Quiet

Discussion in 'Trading' started by efficiency, Dec 25, 2009.

  1. opt789

    opt789

    efficiency,
    You seem quite obsessed with this issue.
    I can’t imagine why I would care to argue with you considering you missed the point of my post. Since most here are not professional traders, I am relative certain any ensuing discourse between us would fall on deaf ears. Since you inferred incorrectly, you have my heartfelt blessing to interpret my post and volume in anyway that makes you content.
     
    #11     Jan 12, 2010
  2. I'm not obessed with anything other than extracting money from the stock market on a routine basis. Through thick and thin. Not futures, not options, not forex, not bonds, not mutual funds, ..........equities. This would include "tools" that, in my opinion , have some predictive qualitiies. In turn this would include shunning perceived tools that, again, only in my opinion, have little predictive qualities.

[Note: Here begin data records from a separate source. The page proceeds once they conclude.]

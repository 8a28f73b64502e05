//! Topology discovery: fetching the slot layout and applying it.

use std::sync::atomic::{AtomicBool, Ordering};
use std::sync::Arc;

use tracing::{debug, info, instrument, warn};

use crate::cluster::cache::TopologyCache;
use crate::cluster::commands;
use crate::cluster::endpoint::{AddressTranslator, NodeEndpoint};
use crate::cluster::pool::NodePool;
use crate::cluster::topology::{ClusterTopology, SlotRange};
use crate::proto::frame::Frame;
use crate::Result;

/// Result of a [`Discovery::rediscover`] call.
#[derive(Debug, Clone, PartialEq, Eq)]
pub enum Rediscovery {
    /// The slot table was rebuilt from `node`'s answer.
    Refreshed {
        /// Node that answered `CLUSTER SLOTS`.
        node: NodeEndpoint,
    },
    /// Another caller is already rediscovering; nothing was queried.
    AlreadyInProgress,
    /// No known node answered. The table is unchanged.
    Exhausted,
}

/// Loads the slot layout from the cluster into a [`TopologyCache`].
///
/// At most one rediscovery runs at a time per `Discovery`; callers that
/// arrive while one is in flight return immediately.
#[derive(Debug)]
pub struct Discovery {
    cache: Arc<TopologyCache>,
    translator: AddressTranslator,
    rediscovering: AtomicBool,
}

impl Discovery {
    /// Creates a discovery bound to `cache`.
    ///
    /// # Arguments
    ///
    /// * `cache` - Routing table to update
    /// * `translator` - Applied to every primary address reported by the cluster
    pub fn new(cache: Arc<TopologyCache>, translator: AddressTranslator) -> Self {
        Self {
            cache,
            translator,
            rediscovering: AtomicBool::new(false),
        }
    }

    /// The cache this discovery updates.
    pub fn cache(&self) -> &Arc<TopologyCache> {
        &self.cache
    }

    /// Returns true while a rediscovery pass is running.
    pub fn is_rediscovering(&self) -> bool {
        self.rediscovering.load(Ordering::Acquire)
    }

    /// Initial pass over the bootstrap nodes.
    ///
    /// Each node is tried in order over a temporary connection that is not
    /// added to any pool. The first good answer resets the cache and
    /// rebuilds it, so unreachable bootstrap nodes never become known nodes.
    /// If every node fails, the bootstrap nodes are registered as they are
    /// so later commands and rediscovery have somewhere to start.
    ///
    /// Returns true if a slot layout was loaded.
    #[instrument(skip_all, level = "debug", fields(bootstrap = bootstrap.len()))]
    pub async fn initialize(&self, bootstrap: &[NodeEndpoint]) -> bool {
        for endpoint in bootstrap {
            let loaded = self.query_bootstrap(endpoint).await.and_then(|ranges| {
                self.cache.reset();
                self.cache.rebuild_from_authority(&ranges)?;
                Ok(ranges.len())
            });
            match loaded {
                Ok(ranges) => {
                    info!(node = %endpoint, ranges, "initial topology loaded");
                    return true;
                }
                Err(e) => warn!(node = %endpoint, error = %e, "bootstrap node failed"),
            }
        }

        warn!("no bootstrap node returned a slot layout, routing starts from bootstrap nodes");
        for endpoint in bootstrap {
            if let Err(e) = self.cache.get_or_create_pool(endpoint) {
                warn!(node = %endpoint, error = %e, "bootstrap node not registered");
            }
        }
        false
    }

    /// Rebuilds the slot table from the first node that answers.
    ///
    /// `preferred` (typically the last node that responded to the caller)
    /// is asked first, then every known node in random order. Connections
    /// used for failed queries go back to (or are discarded by) their pool.
    #[instrument(skip_all, level = "debug")]
    pub async fn rediscover(&self, preferred: Option<Arc<NodePool>>) -> Rediscovery {
        let Some(_guard) = RediscoveryGuard::try_acquire(&self.rediscovering) else {
            debug!("rediscovery already in progress");
            return Rediscovery::AlreadyInProgress;
        };

        if let Some(pool) = &preferred {
            match self.refresh_from(pool).await {
                Ok(()) => {
                    return Rediscovery::Refreshed {
                        node: pool.endpoint().clone(),
                    }
                }
                Err(e) => warn!(node = %pool.endpoint(), error = %e, "preferred node failed"),
            }
        }

        for pool in self.cache.shuffled_pools() {
            if preferred.as_ref().is_some_and(|p| Arc::ptr_eq(p, &pool)) {
                continue;
            }
            match self.refresh_from(&pool).await {
                Ok(()) => {
                    return Rediscovery::Refreshed {
                        node: pool.endpoint().clone(),
                    }
                }
                Err(e) => debug!(node = %pool.endpoint(), error = %e, "rediscovery candidate failed"),
            }
        }

        warn!("rediscovery found no reachable node");
        Rediscovery::Exhausted
    }

    async fn refresh_from(&self, pool: &Arc<NodePool>) -> Result<()> {
        let reply = {
            let mut conn = pool.acquire().await?;
            conn.request(&commands::cluster_slots().into_frame()).await?
        };
        let ranges = self.parse(reply, pool.endpoint())?;
        self.cache.rebuild_from_authority(&ranges)?;
        info!(node = %pool.endpoint(), ranges = ranges.len(), "topology refreshed");
        Ok(())
    }

    async fn query_bootstrap(&self, endpoint: &NodeEndpoint) -> Result<Vec<SlotRange>> {
        let mut conn = self.cache.connector().connect(endpoint).await?;
        let reply = conn
            .request(&commands::cluster_slots().into_frame())
            .await?;
        self.parse(reply, endpoint)
    }

    fn parse(&self, reply: Frame, from: &NodeEndpoint) -> Result<Vec<SlotRange>> {
        let mut ranges = ClusterTopology::from_cluster_slots(reply, from)?.slot_ranges;
        for range in &mut ranges {
            range.master = self.translator.translate(range.master.clone());
        }
        Ok(ranges)
    }
}

/// Holds the `rediscovering` flag; clears it when dropped, including when
/// the owning future is cancelled.
struct RediscoveryGuard<'a>(&'a AtomicBool);

impl<'a> RediscoveryGuard<'a> {
    fn try_acquire(flag: &'a AtomicBool) -> Option<Self> {
        flag.compare_exchange(false, true, Ordering::AcqRel, Ordering::Acquire)
            .ok()
            .map(|_| Self(flag))
    }
}

impl Drop for RediscoveryGuard<'_> {
    fn drop(&mut self) {
        self.0.store(false, Ordering::Release);
    }
}
//! Example: Redis Cluster operations with automatic redirect handling.
//!
//! Requirements:
//! - Redis Cluster running on localhost (ports 7000-7005)
//! - Run with: cargo run --example cluster
//!
//! Quick setup with Docker:
//! ```bash
//! # Create a 6-node Redis Cluster
//! docker run -d --name redis-cluster -p 7000-7005:7000-7005 \
//!   grokzen/redis-cluster:latest
//! ```

use std::time::Duration;

use bytes::Bytes;
use slotmux::{key_slot, ClusterClientBuilder, Cmd, Error};

#[tokio::main]
async fn main() -> slotmux::Result<()> {
    println!("=== Slotmux Redis Cluster Example ===\n");

    println!("1. Connecting to Redis Cluster...");
    let client = ClusterClientBuilder::new()
        .addresses("127.0.0.1:7000,127.0.0.1:7001,127.0.0.1:7002")
        .client_name("slotmux-demo")
        .max_connections_per_node(4)
        .pool_wait_timeout(Duration::from_millis(500))
        .build()
        .await?;
    println!("   Connected, {} nodes known", client.node_count());
    if !client.is_fully_covered() {
        println!("   Warning: Cluster does not cover all 16384 slots!");
    }

    println!("\n2. Basic operations (automatic routing)...");
    let key = "user:1000:name";
    let slot = key_slot(key);
    println!(
        "   '{key}' hashes to slot {slot}, owned by {:?}",
        client.slot_owner(slot).map(|n| n.to_string())
    );
    client.set(key, Bytes::from("Alice")).await?;
    if let Some(value) = client.get(key).await? {
        println!("   Value: {}", String::from_utf8_lossy(&value));
    }
    println!("   Deleted: {} keys", client.del([key]).await?);

    println!("\n3. Hash tags for same-slot keys...");
    let tagged = ["profile:{user:1000}:name", "profile:{user:1000}:email"];
    let slot = client.validate_same_slot(&tagged)?;
    println!("   All keys map to slot: {slot}");
    client
        .mset([(tagged[0], "Alice"), (tagged[1], "alice@example.com")])
        .await?;
    for (key, value) in tagged.iter().zip(client.mget(tagged).await?) {
        println!(
            "   {key} = {}",
            value.map(|v| String::from_utf8_lossy(&v).into_owned()).unwrap_or_default()
        );
    }
    client.del(tagged).await?;

    println!("\n4. Cross-slot keys are rejected before any I/O...");
    match client.mget(["key1", "key2", "key3"]).await {
        Err(Error::CrossSlot { first, second }) => {
            println!("   Rejected: slots {first} and {second} differ");
        }
        other => println!("   Unexpected result: {other:?}"),
    }

    println!("\n5. Counters and expiry...");
    let counter = "demo:counter";
    println!("   INCRBY -> {}", client.incr_by(counter, 10).await?);
    client.expire(counter, 30).await?;
    println!("   TTL -> {}s", client.ttl(counter).await?);

    println!("\n6. Arbitrary commands...");
    let reply = client
        .execute(Cmd::new("STRLEN").key("profile:{user:1000}:name"))
        .await?;
    println!("   STRLEN -> {reply:?}");

    println!("\n7. Topology refresh...");
    client.refresh_topology().await?;
    println!("   Cluster nodes after refresh: {}", client.node_count());
    for (key, pool) in client.known_nodes() {
        println!("   {key}: {} idle connections", pool.idle_count());
    }

    client.close();
    println!("\n=== Example Complete ===");
    Ok(())
}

    As far as missing your point, the focal point of this thread is VOLATILITY (or shall we say the present lack of it) rather than volume. It twas you that went off on a tangent. I just merely responded accordingly. When you can't express yourself beyond generic "tidbits" such as "gosh, it must mean sumpthin" then inferences are necessary. IF mine were incorrect, must be because I'm not blessed with mind-reading skills.

    In a positive vein, I will say, you didn't bring up 40 year old virgins (another, but less pertinent tangent). Ditto for your reasonable post count.
     
    #12     Jan 13, 2010
  3. No, it doesn't make sense in the context you're implying . You're indicating "stocks" are "doing just as well as in 2007 (when then economy was "at it's best") as now with unemployment and foreclosures. It's an utter contradiction.

    What it demonstrates is a very loose correlation between the market and the economy. So.......why bring the economy up? In a volatility thread?

    Unemployment? 10% 17% To each individual whose without a job, it's........100%. Does this have bearing on equities?

    Are rates really low? Yield curve is the steepest it's EVER been. For the sake of brevity, let's avoid real rates adusting for inflation (whether it's the CPI, PPI, or reality).

    The Fed only controls the short end of the curve via open market operations and moral suasion (the discount window). Banks rarely borrow from the window, opting for correspondents or repos (with widely fluctuating overnight pricing), thus making the Fed Funds rate moot.

    One theory could be "low" short rates forces savers (particularly the elderly) OUT of money market instruments, and into the market. Keep it buoyant. Not working to a large degree. Well, not yet.

    Exodus from safe instruments could have some bearing on me (the stock market). But not foreclosure nor unemployment. So what do these matters have to do with this thread????????

    You will find, those low rates are eventually going to be the root of a few economic problems. Adjustable mortgage rates pegged to some low rate that's re-priced would be one example. Lightning fast unwinding of carry trade could be another.

    The Chinese and to a lesser extent Japanese eventually demanding (via auction bidding) higher yields verus keeping the short end artificially low to prevent the mortgage (both residential and commercial) arena from further decay. Something's gotta give. Not just a generational low, an all time low.

    Do perceived low .........eh...........rates have bearing on the stock market? With a whopping 9000 posts, surely you can stretch for one more and answer that.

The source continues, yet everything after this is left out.